Saturday, May 1, 2010
"Who's gonna get screwed?" Rick Rule posed this question at the Stansberry & Associates Editors Conference in St. Michaels, Maryland... only his language wasn't so tame.
He was discussing the sorry state of the U.S. economy. The U.S. has on-balance-sheet liabilities of roughly $12 trillion. We have off-balance-sheet liabilities of closer to $60 trillion. Our states are running huge budget deficits. Pensions are severely underfunded – Rick's example was San Diego, whose pension contribution shortfall is $1.2 billion.
Then, you've got the overstretched individual. And we're trying to solve this problem of debt with more debt. Between entitled individuals, U.S. bondholders, and the producers, someone will get screwed.
Rick actually says all of them will. And the theme of the End of America will be "strong and enduring." Now, you need to know how to protect yourself.
"Things are going to be so bad, they're going to be even worse than I think." These words came from none other than the great Doug Casey.
Doug followed Rick's bearish presentation with an even more bearish one. Doug says everything is expensive. He doesn't want to buy real estate or stocks. He wants gold, and recently bought a bunch. But he's not happy about it because gold has increased by four or five times in the past 10 years. Other than gold, Doug doesn't want to hold commodities. He doesn't want to hold U.S. dollars.
Doug says the only "lock cinch" trade is shorting bonds. He says it's a triple threat on your capital. Bonds prices fall when interest rates rise, and interest rates are going "to the moon." Bonds are also a bet on the creditworthiness of the issuers. And from the government on down, their creditworthiness is in doubt.
Finally, bonds are denominated in currencies. And every currency in the world will eventually reach its intrinsic value... zero. To see our favorite short bond trade, check out the January 2010 issue of PSIA.
On the long side, Doug says he's putting his money with Rick Rule and Marin Katusa, an energy analyst who works for Casey Research, writing the Casey Energy Report. Doug thinks a super bubble is coming in junior mining stocks. And when they soar, they don't double. They increase by 50 or 100 times.
Doug also said the most important investment advice he could ever give is to diversify politically. Get your money out of the country. Explore second citizenships and passports. Look at foreign real estate. Don't wait.
After a couple other speakers this morning, I presented my best investing ideas...
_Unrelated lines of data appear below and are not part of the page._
// Mock test helpers and common mock patterns
//
// Reusable mock constructors with sensible defaults. Tests override specific
// behaviors while inheriting the baseline setup.
//
// Usage:
//     use crate::services::mocks::test_helpers::*;
//     let mut store = create_failing_store("permission denied");
//     let config = create_mock_config();

#[cfg(test)]
pub mod test_helpers {
    use super::super::traits::*;
    use crate::error::LauncherError;
    use crate::llm::{Generation, MockLlmAdapter};
    use std::path::PathBuf;
    use std::time::Duration;

    /// Mock config with in-memory store and test defaults
    ///
    /// Default behavior:
    /// - get_api_key() returns "test-api-key"
    /// - get_model() returns "test-model"
    /// - get_data_dir() returns ":memory:"
    /// - get_user_scope() returns "tester"
    /// - get_manifest_paths() returns no manifests
    pub fn create_mock_config() -> MockConfigService {
        let mut mock = MockConfigService::new();

        mock.expect_get_api_key()
            .returning(|| Ok("test-api-key".to_string()));
        mock.expect_get_model()
            .returning(|| "test-model".to_string());
        mock.expect_get_api_base()
            .returning(|| "http://127.0.0.1:9".to_string());
        mock.expect_get_data_dir()
            .returning(|| PathBuf::from(":memory:"));
        mock.expect_get_namespace()
            .returning(|| "matcha-test".to_string());
        mock.expect_get_user_scope()
            .returning(|| "tester".to_string());
        mock.expect_get_bind_addr()
            .returning(|| "127.0.0.1:0".parse().unwrap());
        mock.expect_get_notice_ttl()
            .returning(|| Duration::from_secs(3));
        mock.expect_get_manifest_paths().returning(Vec::new);

        mock
    }

    /// Mock filesystem with default "nothing exists" behavior
    pub fn create_mock_filesystem() -> MockFileSystem {
        let mut mock = MockFileSystem::new();
        mock.expect_exists().returning(|_| false);
        mock
    }

    /// Store whose every mutation fails with `StoreError(reason)`
    ///
    /// Listing and subscribing are left unconfigured; tests that need them
    /// add their own expectations.
    pub fn create_failing_store(reason: &'static str) -> MockAppStore {
        let mut mock = MockAppStore::new();

        mock.expect_install()
            .returning(move |_, _, _| Err(LauncherError::StoreError(reason.to_string())));
        mock.expect_uninstall()
            .returning(move |_, _| Err(LauncherError::StoreError(reason.to_string())));
        mock.expect_clear_all()
            .returning(move |_| Err(LauncherError::StoreError(reason.to_string())));

        mock
    }

    /// LLM adapter that answers every request with `text`
    pub fn create_answering_llm(text: &'static str) -> MockLlmAdapter {
        let mut mock = MockLlmAdapter::new();
        mock.expect_name().return_const("Mock");
        mock.expect_generate()
            .returning(move |_| Ok(Generation::Text(text.to_string())));
        mock
    }

    /// LLM adapter whose transport always fails
    pub fn create_unreachable_llm() -> MockLlmAdapter {
        let mut mock = MockLlmAdapter::new();
        mock.expect_name().return_const("Mock");
        mock.expect_generate()
            .returning(|_| Err(anyhow::anyhow!("connection refused")));
        mock
    }
}

#[cfg(test)]
mod tests {
    use super::super::traits::*;
    use super::test_helpers::*;
    use crate::error::LauncherError;

    #[test]
    fn test_create_mock_config() {
        let config = create_mock_config();
        assert_eq!(config.get_user_scope(), "tester");
        assert_eq!(config.get_data_dir().to_str(), Some(":memory:"));
    }

    #[tokio::test]
    async fn test_failing_store() {
        let store = create_failing_store("permission denied");
        let result = store
            .install("tester", "notepad", InstallMetadata::default())
            .await;

        match result {
            Err(LauncherError::StoreError(msg)) => assert_eq!(msg, "permission denied"),
            other => panic!("Expected StoreError, got {:?}", other),
        }
    }
}
mod gemini;
mod types;

pub use gemini::GeminiAdapter;
pub use types::*;

use anyhow::Result;
use async_trait::async_trait;
#[cfg(test)]
use mockall::automock;

/// Text-generation interface used by AI-backed app actions
///
/// One request, one response. Transport failures (network, HTTP status,
/// non-JSON body) are errors; a JSON body that lacks the expected text comes
/// back as `Generation::Malformed` or `Generation::Empty` so callers can fail
/// soft.
#[cfg_attr(test, automock)]
#[async_trait]
pub trait LlmAdapter: Send + Sync {
    /// Issue a single generation request and decode the response
    async fn generate(&self, request: GenerationRequest) -> Result<Generation>;

    /// Get the adapter name for logging/debugging
    fn name(&self) -> &'static str;
}
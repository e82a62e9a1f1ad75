//! User service for registering and managing users.
//!
//! The service owns validation, identifier generation and the active/inactive
//! lifecycle. Storage is delegated to a [`UserRepository`].

use super::model::{NewUser, User, UserStatus};
use super::report::render_report;
use super::repository::UserRepository;
use crate::config::RosterConfig;
use crate::error::{Result, RosterError};
use crate::id::IdGenerator;
use chrono::Utc;

/// Service for managing user records.
///
/// This trait abstracts the user operations so callers can hold a
/// `dyn UserService` regardless of the storage behind it.
pub trait UserService: Send + Sync {
    /// Validates and stores a new user.
    ///
    /// Checks run in order: missing name, email or age (an age of zero
    /// counts as missing) fails with [`RosterError::MissingFields`]; an age
    /// below the minimum then fails with [`RosterError::Underage`].
    ///
    /// # Returns
    ///
    /// The stored record, including its generated `id` and `created_at`.
    fn create_user(&self, new_user: NewUser) -> Result<User>;

    /// Positional form of [`UserService::create_user`].
    fn create_user_with(
        &self,
        nome: &str,
        email: &str,
        idade: u32,
        is_admin: bool,
    ) -> Result<User> {
        self.create_user(NewUser {
            nome: nome.to_string(),
            email: email.to_string(),
            idade: Some(idade),
            is_admin,
        })
    }

    /// Returns the user with `id`, or `None` if there is none.
    fn get_user_by_id(&self, id: &str) -> Option<User>;

    /// Marks a user as inactive.
    ///
    /// # Returns
    ///
    /// - `true`: the user exists and is not an admin (already inactive
    ///   users stay inactive and still return `true`)
    /// - `false`: no such user, or the user is an admin
    fn deactivate_user(&self, id: &str) -> bool;

    /// Renders the plain-text report of every user in insertion order.
    fn generate_user_report(&self) -> String;

    /// All users in insertion order.
    fn list_users(&self) -> Vec<User>;

    fn count_users(&self) -> usize;

    /// Removes every user. Intended for resets between test cases.
    fn clear_all(&self);
}

/// Default implementation backed by any [`UserRepository`].
///
/// # Example
///
/// ```ignore
/// use roster_core::user::{DefaultUserService, NewUser, UserService};
/// use roster_infrastructure::InMemoryUserRepository;
///
/// let service = DefaultUserService::new(InMemoryUserRepository::new());
/// let user = service.create_user(NewUser::new("Alice", "alice@example.com", 28))?;
/// assert!(service.deactivate_user(&user.id));
/// ```
pub struct DefaultUserService<R: UserRepository> {
    repository: R,
    id_generator: Box<dyn IdGenerator>,
    config: RosterConfig,
}

impl<R: UserRepository> DefaultUserService<R> {
    /// Creates a service with the default configuration (minimum age 18,
    /// UUID identifiers).
    pub fn new(repository: R) -> Self {
        let config = RosterConfig::default();
        Self {
            repository,
            id_generator: config.id_strategy.build(),
            config,
        }
    }

    /// Creates a service from an explicit configuration.
    pub fn with_config(repository: R, config: RosterConfig) -> Result<Self> {
        config.validate()?;
        Ok(Self {
            repository,
            id_generator: config.id_strategy.build(),
            config,
        })
    }

    /// Replaces the identifier generator.
    pub fn with_id_generator(mut self, id_generator: Box<dyn IdGenerator>) -> Self {
        self.id_generator = id_generator;
        self
    }

    fn validate(&self, new_user: &NewUser) -> Result<u32> {
        let idade = match new_user.idade {
            Some(idade)
                if idade != 0 && !new_user.nome.is_empty() && !new_user.email.is_empty() =>
            {
                idade
            }
            _ => return Err(RosterError::MissingFields),
        };

        if idade < self.config.min_age {
            return Err(RosterError::underage(idade, self.config.min_age));
        }

        Ok(idade)
    }
}

impl<R: UserRepository> UserService for DefaultUserService<R> {
    fn create_user(&self, new_user: NewUser) -> Result<User> {
        let idade = match self.validate(&new_user) {
            Ok(idade) => idade,
            Err(e) => {
                tracing::debug!(email = %new_user.email, "Rejected user creation: {}", e);
                return Err(e);
            }
        };

        let user = User {
            id: self.id_generator.next_id(),
            nome: new_user.nome,
            email: new_user.email,
            idade,
            is_admin: new_user.is_admin,
            status: UserStatus::Ativo,
            created_at: Utc::now(),
        };

        self.repository.insert(user.clone())?;
        tracing::info!(user_id = %user.id, is_admin = user.is_admin, "Created user");

        Ok(user)
    }

    fn get_user_by_id(&self, id: &str) -> Option<User> {
        self.repository.find_by_id(id)
    }

    fn deactivate_user(&self, id: &str) -> bool {
        let Some(user) = self.repository.find_by_id(id) else {
            tracing::debug!(user_id = %id, "Deactivation skipped: user not found");
            return false;
        };

        if user.is_admin {
            tracing::warn!(user_id = %id, "Deactivation refused: user is an admin");
            return false;
        }

        if !user.status.is_active() {
            tracing::debug!(user_id = %id, "User already inactive");
            return true;
        }

        let updated = self.repository.update_status(id, UserStatus::Inativo);
        if updated {
            tracing::info!(user_id = %id, "Deactivated user");
        }
        updated
    }

    fn generate_user_report(&self) -> String {
        render_report(&self.repository.list_all())
    }

    fn list_users(&self) -> Vec<User> {
        self.repository.list_all()
    }

    fn count_users(&self) -> usize {
        self.repository.len()
    }

    fn clear_all(&self) {
        let removed = self.repository.len();
        self.repository.clear();
        tracing::info!(removed, "Cleared all users");
    }
}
One I'm working on for the next issue of Extreme Value is a company that sells for less than $5 a share... but has $55 a share in cash and NYSE-traded stocks on its balance sheet.
On March 1, this little company paid out a 17% special "tax-deferred dividend." By the end of the year, I expect it to pay out another, similar dividend representing about 27% of the current share price.
My readers know the stock well... though it's never appeared once in Extreme Value. Its business is in a state of decline and will certainly disappear one day. But you don't need to worry about that because it sold off its main business some months ago for $25 million.
When you buy this little stock today, about 95% of what you're getting is cash and NYSE-traded stocks. That's about as safe and liquid as it gets. But there's excellent potential for the stock to rise 60% or more by the end of the year, no matter what the overall market does. That's because the special "dividends" it's paying out now could easily push the share price higher.
In fact, the company's management chose to pay these special "tax-deferred dividends" with one goal in mind: Create shareholder value. The only way to do that is to make the stock price go up, up, up.
For access to Extreme Value and my upcoming research on this one-of-a-kind "tax-deferred dividend" payer, click here.
During the Editors Conference, I never got a chance to chime in on the issue of inflation. I'd like to go on record predicting the precise month, day, and year when the big inflation will hit: two years ago this September.
That's right. Two years ago. Between September 3, 2008, and December 31, 2008, the monetary base of the United States rose from less than $895 billion to more than $2.218 trillion, a 148% rise. Inflation is already here.
The only reason you don't yet see the familiar symptoms of inflation is the banking system's collateral is still getting written down. As long as all the homes and commercial real estate continue to go bust, you might not see obvious signs of severe inflation. Whenever that process stops, you'll see the prices of things you buy every day rise faster than they've risen since the hyperinflations of the early years of the republic.